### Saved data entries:
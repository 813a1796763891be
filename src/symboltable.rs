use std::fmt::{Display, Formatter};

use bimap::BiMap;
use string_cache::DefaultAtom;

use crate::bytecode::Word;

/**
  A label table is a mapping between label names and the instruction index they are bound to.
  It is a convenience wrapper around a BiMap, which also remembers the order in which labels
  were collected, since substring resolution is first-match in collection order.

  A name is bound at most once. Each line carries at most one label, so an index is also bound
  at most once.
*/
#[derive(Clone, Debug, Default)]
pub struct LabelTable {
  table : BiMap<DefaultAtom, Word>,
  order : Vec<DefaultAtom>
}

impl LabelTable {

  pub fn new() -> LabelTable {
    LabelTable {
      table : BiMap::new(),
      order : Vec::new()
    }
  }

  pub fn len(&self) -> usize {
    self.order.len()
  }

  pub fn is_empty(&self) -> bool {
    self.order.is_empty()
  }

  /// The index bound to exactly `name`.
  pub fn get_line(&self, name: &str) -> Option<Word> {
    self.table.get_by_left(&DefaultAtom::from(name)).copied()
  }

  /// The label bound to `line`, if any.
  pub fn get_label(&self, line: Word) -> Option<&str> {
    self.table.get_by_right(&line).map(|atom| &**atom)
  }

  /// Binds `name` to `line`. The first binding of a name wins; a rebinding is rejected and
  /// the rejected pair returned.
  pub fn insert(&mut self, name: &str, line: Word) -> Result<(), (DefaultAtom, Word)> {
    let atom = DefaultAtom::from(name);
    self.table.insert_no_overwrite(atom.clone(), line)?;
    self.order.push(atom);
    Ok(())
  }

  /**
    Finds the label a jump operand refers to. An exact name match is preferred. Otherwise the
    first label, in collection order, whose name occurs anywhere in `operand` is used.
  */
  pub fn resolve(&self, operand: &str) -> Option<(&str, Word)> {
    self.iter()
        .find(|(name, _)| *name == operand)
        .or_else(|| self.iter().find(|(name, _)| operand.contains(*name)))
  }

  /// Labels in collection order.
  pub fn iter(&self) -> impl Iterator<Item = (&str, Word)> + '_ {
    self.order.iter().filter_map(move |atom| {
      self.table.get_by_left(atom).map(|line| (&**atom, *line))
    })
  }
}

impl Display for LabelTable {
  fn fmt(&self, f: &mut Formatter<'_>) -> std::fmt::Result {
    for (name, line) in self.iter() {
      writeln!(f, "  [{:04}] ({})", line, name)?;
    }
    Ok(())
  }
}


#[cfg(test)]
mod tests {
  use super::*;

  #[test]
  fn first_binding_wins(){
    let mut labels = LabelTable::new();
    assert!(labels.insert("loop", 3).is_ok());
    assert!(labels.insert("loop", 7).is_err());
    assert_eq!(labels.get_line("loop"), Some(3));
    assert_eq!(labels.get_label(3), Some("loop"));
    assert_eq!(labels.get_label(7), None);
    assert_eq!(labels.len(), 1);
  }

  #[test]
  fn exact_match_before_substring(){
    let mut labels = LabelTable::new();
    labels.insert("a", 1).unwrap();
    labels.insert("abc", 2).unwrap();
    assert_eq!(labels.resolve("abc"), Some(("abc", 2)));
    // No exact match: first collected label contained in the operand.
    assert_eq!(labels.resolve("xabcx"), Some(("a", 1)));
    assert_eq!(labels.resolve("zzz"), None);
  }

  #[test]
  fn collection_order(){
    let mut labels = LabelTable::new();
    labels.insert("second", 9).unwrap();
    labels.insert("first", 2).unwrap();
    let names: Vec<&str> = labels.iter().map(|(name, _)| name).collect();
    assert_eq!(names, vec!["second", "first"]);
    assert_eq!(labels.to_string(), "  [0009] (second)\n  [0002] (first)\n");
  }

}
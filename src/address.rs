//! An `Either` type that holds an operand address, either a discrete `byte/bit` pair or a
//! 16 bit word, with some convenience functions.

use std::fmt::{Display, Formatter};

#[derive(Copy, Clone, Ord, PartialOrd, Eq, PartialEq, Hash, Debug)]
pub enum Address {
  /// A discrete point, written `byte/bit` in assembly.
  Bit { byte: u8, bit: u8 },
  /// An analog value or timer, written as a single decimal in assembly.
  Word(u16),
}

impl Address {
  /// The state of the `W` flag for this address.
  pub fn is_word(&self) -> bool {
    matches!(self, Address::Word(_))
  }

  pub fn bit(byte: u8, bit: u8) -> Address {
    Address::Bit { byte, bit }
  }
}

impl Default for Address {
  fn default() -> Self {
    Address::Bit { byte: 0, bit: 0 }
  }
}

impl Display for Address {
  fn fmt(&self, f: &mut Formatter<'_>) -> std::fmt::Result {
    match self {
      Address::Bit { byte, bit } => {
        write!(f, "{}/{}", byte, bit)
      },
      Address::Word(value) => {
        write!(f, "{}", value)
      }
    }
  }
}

### Task goal:
Exact copies of the lines from the start of the data up to the line holding "A label table", both included, are all that is needed.

### Solution to the exercise:
repository 813a1796763891be
filename src/symboltable.rs
use std::fmt::{Display, Formatter};

use bimap::BiMap;
use string_cache::DefaultAtom;

use crate::bytecode::Word;

/**
  A label table is a mapping between label names and the instruction index they are bound to.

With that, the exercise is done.